Поезд несся на запад, с ходу пролетал полустанки, оглашая воздух пронзительными гудками, грохотал по многочисленным мостам, перекинутым через речонки. Позади остались старинные русские города – Можайск, Гжатск, Вязьма. Они казались маленькими островками среди необозримых лесных массивов. Бодро стучали не притомившиеся еще колеса, впереди был долгий путь через Минск, до самой границы.
В вагоне, где ехал Виктор, народ подобрался солидный, пожилые степенные люди. Окна открывали неохотно, боялись сквозняка и угольной копоти. Сидели в духоте, вялые и распаренные.
Виктор почти не уходил из тамбура. Отдав проводнице пилотку, он устроился на подножке. Тугая струя воздуха била в лицо, ветер трепал волосы, забирался под гимнастерку. Иногда Виктор выгибался вперед, держась рукой за поручни, висел над мелькавшими внизу шпалами. На поворотах показывался впереди паровоз, торопливо крутивший высокие красные колеса.
– Я дверь закрою! – грозила проводница, совсем еще молодая некрасивая девушка с толстыми губами и маленьким носом.
– Не закроете, от жары задохнетесь! – кричал ей Виктор.
Проводница с робостью и восхищением смотрела на лихого, веселого сержанта.

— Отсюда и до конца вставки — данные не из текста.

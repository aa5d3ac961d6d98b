//! School periods, payment states and grade kinds.
//!
//! A school year runs from September of one calendar year through August of
//! the next. Only one school year is supported at a time.

use std::fmt;

use chrono::{Datelike, NaiveDate};
use serde::{Deserialize, Serialize};

use crate::Error;

// ─── SchoolMonth ─────────────────────────────────────────────────────────────

/// A calendar month number (1–12) placed in the cyclic 9..8 school order.
#[derive(Debug, Clone, Copy, PartialEq, Eq, Hash, Serialize, Deserialize)]
#[serde(try_from = "u8", into = "u8")]
pub struct SchoolMonth(u8);

impl SchoolMonth {
  /// All months in school order: September first, August last.
  pub const ORDER: [u8; 12] = [9, 10, 11, 12, 1, 2, 3, 4, 5, 6, 7, 8];

  pub fn new(month: u8) -> Result<Self, Error> {
    if (1..=12).contains(&month) {
      Ok(Self(month))
    } else {
      Err(Error::InvalidValue(format!("school month must be 1-12, got {month}")))
    }
  }

  pub fn from_date(date: NaiveDate) -> Self { Self(date.month() as u8) }

  pub fn all() -> impl Iterator<Item = SchoolMonth> { Self::ORDER.into_iter().map(Self) }

  pub fn number(self) -> u8 { self.0 }

  /// Zero-based position within the school year (September = 0).
  pub fn position(self) -> usize { (usize::from(self.0) + 3) % 12 }

  /// Whether the month falls in the first calendar year of the school year.
  pub fn in_opening_year(self) -> bool { self.0 >= 9 }
}

impl TryFrom<u8> for SchoolMonth {
  type Error = Error;

  fn try_from(value: u8) -> Result<Self, Self::Error> { Self::new(value) }
}

impl From<SchoolMonth> for u8 {
  fn from(m: SchoolMonth) -> Self { m.0 }
}

impl PartialOrd for SchoolMonth {
  fn partial_cmp(&self, other: &Self) -> Option<std::cmp::Ordering> { Some(self.cmp(other)) }
}

impl Ord for SchoolMonth {
  fn cmp(&self, other: &Self) -> std::cmp::Ordering { self.position().cmp(&other.position()) }
}

// ─── SchoolYear ──────────────────────────────────────────────────────────────

/// The single supported school year, labelled `YYYY-YYYY`.
#[derive(Debug, Clone, Copy, PartialEq, Eq, Hash)]
pub struct SchoolYear {
  opening: i32,
}

impl SchoolYear {
  pub const SUPPORTED: SchoolYear = SchoolYear { opening: 2025 };

  pub fn label(self) -> String { format!("{}-{}", self.opening, self.opening + 1) }

  pub fn parse(label: &str) -> Result<Self, Error> {
    if label == Self::SUPPORTED.label() {
      Ok(Self::SUPPORTED)
    } else {
      Err(Error::InvalidValue(format!(
        "unsupported school year {label:?}; only {} is accepted",
        Self::SUPPORTED.label()
      )))
    }
  }

  /// Calendar year in which `month` of this school year falls.
  pub fn calendar_year(self, month: SchoolMonth) -> i32 {
    if month.in_opening_year() { self.opening } else { self.opening + 1 }
  }
}

impl fmt::Display for SchoolYear {
  fn fmt(&self, f: &mut fmt::Formatter<'_>) -> fmt::Result { f.write_str(&self.label()) }
}

// ─── PaymentStatus ───────────────────────────────────────────────────────────

#[derive(Debug, Clone, Copy, PartialEq, Eq, Serialize, Deserialize)]
#[serde(rename_all = "lowercase")]
pub enum PaymentStatus {
  Paid,
  Pending,
}

impl PaymentStatus {
  pub fn as_str(self) -> &'static str {
    match self {
      Self::Paid    => "paid",
      Self::Pending => "pending",
    }
  }

  pub fn parse(s: &str) -> Result<Self, Error> {
    match s {
      "paid" => Ok(Self::Paid),
      "pending" => Ok(Self::Pending),
      other => Err(Error::InvalidValue(format!("unknown payment status {other:?}"))),
    }
  }
}

// ─── GradeKind ───────────────────────────────────────────────────────────────

/// Whether a grade value is a number or a letter.
#[derive(Debug, Clone, Copy, PartialEq, Eq, Serialize, Deserialize)]
#[serde(rename_all = "lowercase")]
pub enum GradeKind {
  Numeric,
  Letter,
}

impl GradeKind {
  pub fn as_str(self) -> &'static str {
    match self {
      Self::Numeric => "numeric",
      Self::Letter  => "letter",
    }
  }

  pub fn parse(s: &str) -> Result<Self, Error> {
    match s {
      "numeric" => Ok(Self::Numeric),
      "letter" => Ok(Self::Letter),
      other => Err(Error::InvalidValue(format!("unknown grade kind {other:?}"))),
    }
  }

  /// Numeric when the stored value parses as a number.
  pub fn classify(value: &str) -> Self {
    if value.trim().replace(',', ".").parse::<f64>().is_ok_and(f64::is_finite) {
      Self::Numeric
    } else {
      Self::Letter
    }
  }
}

Он нарушал правила, девушке могло крепко влететь за это от начальника поезда, но у нее не поднималась рука закрыть дверь. Сержант обидится и уйдет, нужно будет одной стоять в тамбуре. Этот парень очень нравился ей. Когда он повернулся спиной, проводница вдруг неожиданно для себя прижала к щеке его пилотку. От нее шел чуть заметный запах духов и еще какой-то, совсем незнакомый. Девушка воровато оглянулась – слава богу, никто не видел.
У Виктора давно уже скрипела на зубах угольная пыль, черными крапинками оседала она на лице и на руках. Но подниматься с подножки не хотелось, очень уж хорошо было вокруг. Проносились мимо аккуратные домики железнодорожников. В темной гуще ельника мелькали белые стволы берез. На пригорках высокие, с раскидистыми кронами, желтели старые сосны. Небо, голубое над поездом, к горизонту становилось темнее, будто наливалось синевой.
В лесах, на полях царствовало перволетье, самая нарядная и светлая пора года.
Поезд шел по высокой насыпи – бескрайний горизонт развертывался перед глазами. Изумрудные разливы ржаных полей сменялись красными всходами гречихи, посевами льна.
Червонными июньскими цветами пестрела сочная зелень лугов и лесных полян. Буйно разрослись огненная гвоздика и кашка дикого клевера. Длинными полосами тянулась розовая трава – дрема.
Вдали, над зубчатыми гребнями лесов, струились потоки нагретого воздуха. Как легкий прозрачный дым, колебалось над вершинами деревьев зыбкое марево, и казалось, будто охвачены леса невиданным зеленым пожаром.
Даже на станциях, черных от копоти, паровозный чад не в силах был заглушить запахи жасмина и сирени, приносимые ветром из палисадников.
Проводница собралась идти за водой. Виктор отнял у нее жестяной жбан, сам сбегал за кипятком.
– Я сменяюсь сейчас, – грустно сказала девушка
– Ну и хорошо. Отдохнете.
Она ничего не ответила. Виктор закрылся в умывальнике, долго плескался, обтираясь по пояс. Вышел освеженный, с мокрыми волосами. Розовела на щеках кожа. Остановился у двери служебного отделения. Проводница пила чай.
– Приятного аппетита, – кивнул Дьяконский.
– Спасибо. – Девушка застеснялась, говорила, глядя в сторону. – Может, и вы со мной? Мне мама пирожков положила.
– Чего же, это можно. Готовьте вторую кружку.
Виктору нравились руки девушки. Большие, в рыжих веснушках, они спокойно лежали у нее на коленях. На пальце левой руки – дешевое колечко со стеклышком. Как-то быстро и незаметно могли двигаться эти большие руки. Виктор не видел, когда девушка успевает подливать ему кипяток, резать колбасу, хлеб.